Concretamente, nos termos do artº.2, nº.3, al.d), do C.I.R.S. (na redacção em vigor no ano de 2008 - cfr.artº.12, nº.1, do C.Civil), o legislador considera rendimentos do trabalho dependente as ajudas de custo, bem como as importâncias auferidas pela uti­lização de automóvel próprio em proveito da entidade patronal, na parte em que ambas excedam os limites legais, ou quando não sejam observados os pressupostos da sua atribuição aos servidores do Estado. E recorde-se que as ajudas de custo são, pela sua própria natureza e em princípio, compensações por despesas incorridas pelo trabalhador mas a favor da entidade patronal, pelo que só tem sentido tributá-las quando extravasarem essa função e passarem a constituir verdadeira "vantagem económica". Enquanto se limitarem a compensar o trabalhador por despesas efectivamente incorridas a favor da entidade patronal, as somas recebidas não são sequer rendimento líquido daquele. A lei presume que isso acontece quando as aju­das de custo e as importâncias recebidas pela utilização de viatura pró­pria se mantêm dentro dos limites legais previstos para os servidores do Estado, tal como quando sejam observados os pressupostos da sua atribuição aos servidores do Estado (cfr.dec.lei 106/98, de 24/4 - regime jurídico do abono de ajudas de custo e transporte ao pessoal da administração pública). Quando extravasarem aqueles limites, tornam-se tributáveis em I.R.S., a cargo dos trabalhadores (o que implica, obviamente, também obrigações de retenção na fonte para o empregador). Trata-se de um expediente prático e simples de distinguir as duas situações (cfr.ac.T.C.A.Sul-2ª.Secção, 30/11/2017, proc.712/13.9BEALM; José Guilherme Xavier Basto, IRS: Incidência Real e Determinação dos Rendimentos Líquidos, Coimbra Editora, 2007, pág.129).

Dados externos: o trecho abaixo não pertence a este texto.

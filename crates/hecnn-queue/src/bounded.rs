// SPDX-License-Identifier: LGPL-3.0-only
//
// This file is provided WITHOUT ANY WARRANTY;
// without even the implied warranty of MERCHANTABILITY
// or FITNESS FOR A PARTICULAR PURPOSE.

//! `BoundedQueue<T>`: the shared shape behind both the query queue and the
//! result queue, per spec.md §4.7, grounded in
//! `examples/original_source/ppcnn/ppcnn_server/ppcnn_server_query.hpp`'s
//! `QueryQueue`/`ResultQueue` (a `std::map<int32_t, T>` behind a mutex).
//! Per spec.md §9's "Concurrency correctness" note, blocking pop uses
//! `tokio::sync::Notify` rather than the original's `usleep`-based retry
//! polling; the observable contract — block until available, or return
//! `None` on a bounded timeout — is unchanged.

use std::collections::HashMap;
use std::sync::Mutex;
use std::time::Duration;

use hecnn_model::{CoreError, CoreResult, QueryId};
use tokio::sync::Notify;
use tokio::time::timeout;

/// Default retry interval used by callers that don't supply their own,
/// mirroring `CalcManager::pop_result`'s `retry_interval_msec = 100`
/// default — now a timeout on a single `Notify::notified()` wait rather
/// than a sleep-and-recheck loop.
pub const DEFAULT_POLL_INTERVAL: Duration = Duration::from_millis(100);

pub struct BoundedQueue<T> {
    capacity: usize,
    entries: Mutex<HashMap<QueryId, T>>,
    notify: Notify,
}

impl<T> BoundedQueue<T> {
    pub fn new(capacity: usize) -> Self {
        Self {
            capacity,
            entries: Mutex::new(HashMap::new()),
            notify: Notify::new(),
        }
    }

    pub fn capacity(&self) -> usize {
        self.capacity
    }

    pub fn len(&self) -> usize {
        self.entries.lock().expect("queue lock poisoned").len()
    }

    pub fn is_empty(&self) -> bool {
        self.len() == 0
    }

    pub fn is_full(&self) -> bool {
        self.len() >= self.capacity
    }

    /// Inserts `value` under a freshly generated id, rejecting the push
    /// with `CapacityRejected` if the queue is already at capacity — spec.md
    /// §4.7 / §8's boundary behavior ("Query submission when the queue is
    /// exactly at `max_concurrent_queries` is rejected").
    pub fn push_new(&self, value: T) -> CoreResult<QueryId> {
        let id = QueryId::new();
        self.push(id, value)?;
        Ok(id)
    }

    /// Inserts `value` under an explicit id (used by the result queue, whose
    /// id is the query's own id, not a fresh one).
    pub fn push(&self, id: QueryId, value: T) -> CoreResult<QueryId> {
        let mut guard = self.entries.lock().expect("queue lock poisoned");
        if guard.len() >= self.capacity {
            return Err(CoreError::QueryQueueFull { capacity: self.capacity });
        }
        guard.insert(id, value);
        drop(guard);
        self.notify.notify_waiters();
        Ok(id)
    }

    /// Inserts `value` under an explicit id without capacity checking, for
    /// use by callers (the Result Lifetime Manager's sweep-then-retry path)
    /// that have already verified room exists.
    pub fn push_unchecked(&self, id: QueryId, value: T) {
        let mut guard = self.entries.lock().expect("queue lock poisoned");
        guard.insert(id, value);
        drop(guard);
        self.notify.notify_waiters();
    }

    /// Removes and returns the entry at `id` if present, without blocking.
    pub fn try_pop(&self, id: QueryId) -> Option<T> {
        self.entries.lock().expect("queue lock poisoned").remove(&id)
    }

    /// Pops any single entry (arbitrary order), used by worker threads
    /// draining the query queue — spec.md §5: "queries are popped in
    /// arbitrary order".
    pub fn try_pop_any(&self) -> Option<(QueryId, T)> {
        let mut guard = self.entries.lock().expect("queue lock poisoned");
        let id = *guard.keys().next()?;
        guard.remove(&id).map(|v| (id, v))
    }

    /// Blocks until `id` is present, re-checking every time a push wakes
    /// the queue or `interval` elapses with nothing pushed — matching the
    /// indefinite blocking contract of `CalcManager::pop_result`, with its
    /// `usleep` retry loop replaced by a `Notify` wait per retry round.
    /// Never returns `None`; the `Option` only reflects `try_pop`'s shape.
    pub async fn pop_blocking(&self, id: QueryId, interval: Duration) -> Option<T> {
        loop {
            if let Some(value) = self.try_pop(id) {
                return Some(value);
            }
            let notified = self.notify.notified();
            if timeout(interval, notified).await.is_err() {
                continue;
            }
        }
    }

    /// Blocks until any entry is available, used by worker threads.
    pub async fn pop_any_blocking(&self, interval: Duration) -> (QueryId, T) {
        loop {
            if let Some(entry) = self.try_pop_any() {
                return entry;
            }
            let notified = self.notify.notified();
            let _ = timeout(interval, notified).await;
        }
    }

    /// Returns the ids and ages of every entry for which `age_secs` (via the
    /// caller-supplied accessor) is `>= min_age_secs`, without removing
    /// them — the read-only half of the Result Lifetime Manager's sweep
    /// (spec.md §4.9).
    pub fn ids_older_than<F>(&self, min_age_secs: i64, age_of: F) -> Vec<QueryId>
    where
        F: Fn(&T) -> i64,
    {
        self.entries
            .lock()
            .expect("queue lock poisoned")
            .iter()
            .filter(|(_, value)| age_of(value) >= min_age_secs)
            .map(|(id, _)| *id)
            .collect()
    }
}

#[cfg(test)]
mod tests {
    use super::*;

    #[test]
    fn push_rejects_once_at_capacity() {
        let queue: BoundedQueue<u32> = BoundedQueue::new(2);
        queue.push_new(1).unwrap();
        queue.push_new(2).unwrap();
        assert!(matches!(queue.push_new(3), Err(CoreError::QueryQueueFull { capacity: 2 })));
    }

    #[test]
    fn try_pop_removes_the_entry() {
        let queue: BoundedQueue<&str> = BoundedQueue::new(4);
        let id = queue.push_new("hello").unwrap();
        assert_eq!(queue.try_pop(id), Some("hello"));
        assert_eq!(queue.try_pop(id), None);
    }

    #[tokio::test]
    async fn pop_blocking_returns_once_pushed_from_another_task() {
        use std::sync::Arc;

        let queue = Arc::new(BoundedQueue::<u32>::new(4));
        let id = QueryId::new();
        let writer = queue.clone();
        tokio::spawn(async move {
            tokio::time::sleep(Duration::from_millis(20)).await;
            writer.push(id, 42).unwrap();
        });

        let value = queue.pop_blocking(id, Duration::from_millis(10)).await;
        assert_eq!(value, Some(42));
    }

    #[test]
    fn ids_older_than_finds_only_expired_entries() {
        let queue: BoundedQueue<i64> = BoundedQueue::new(4);
        let young = queue.push_new(1).unwrap();
        let old = queue.push_new(100).unwrap();
        let expired = queue.ids_older_than(50, |age| *age);
        assert_eq!(expired, vec![old]);
        let _ = young;
    }
}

Em conclusão, os pressupostos tributários substantivos do pagamento de ajudas de custo e da sua não tributação que a lei fiscal elege são os seguintes:

1-A realização de uma efectiva deslocação por parte de trabalhador ao serviço e portanto no interesse da sua entidade patronal;

2-O pagamento de quantitativo diário que não exceda os limites anualmente fixados para os servidores do Estado (cfr.ac.T.C.A.Sul-2ª.Secção, 30/11/2017, proc. 712/13.9BEALM; João Ricardo Catarino, Ajudas de Custo-Algumas Notas sobre o regime substantivo e fiscal, Fisco, nºs.97/98, Setembro de 2001, pág.77 e seg.).(…)”

Ora, da fundamentação aqui em apreciação não se consegue descortinar as razões pelas quais foram os montantes pagos pela entidade patronal do Recorrido a título de ajudas de custo sujeitas a tributação em sede de IRS. É que nada foi dito, no RIT, que justificasse essa tributação.

Nem a argumentação da Recorrente, em sede recursiva permite concluir o contrário.

Por um lado, o exercício do direito de participação na decisão não constitui uma obrigação do sujeito passivo, nessa medida, não lhe pode ser imputada qualquer responsabilidade na eventual deficiente fundamentação do acto de liquidação pelo facto de ter escolhido não o exercer.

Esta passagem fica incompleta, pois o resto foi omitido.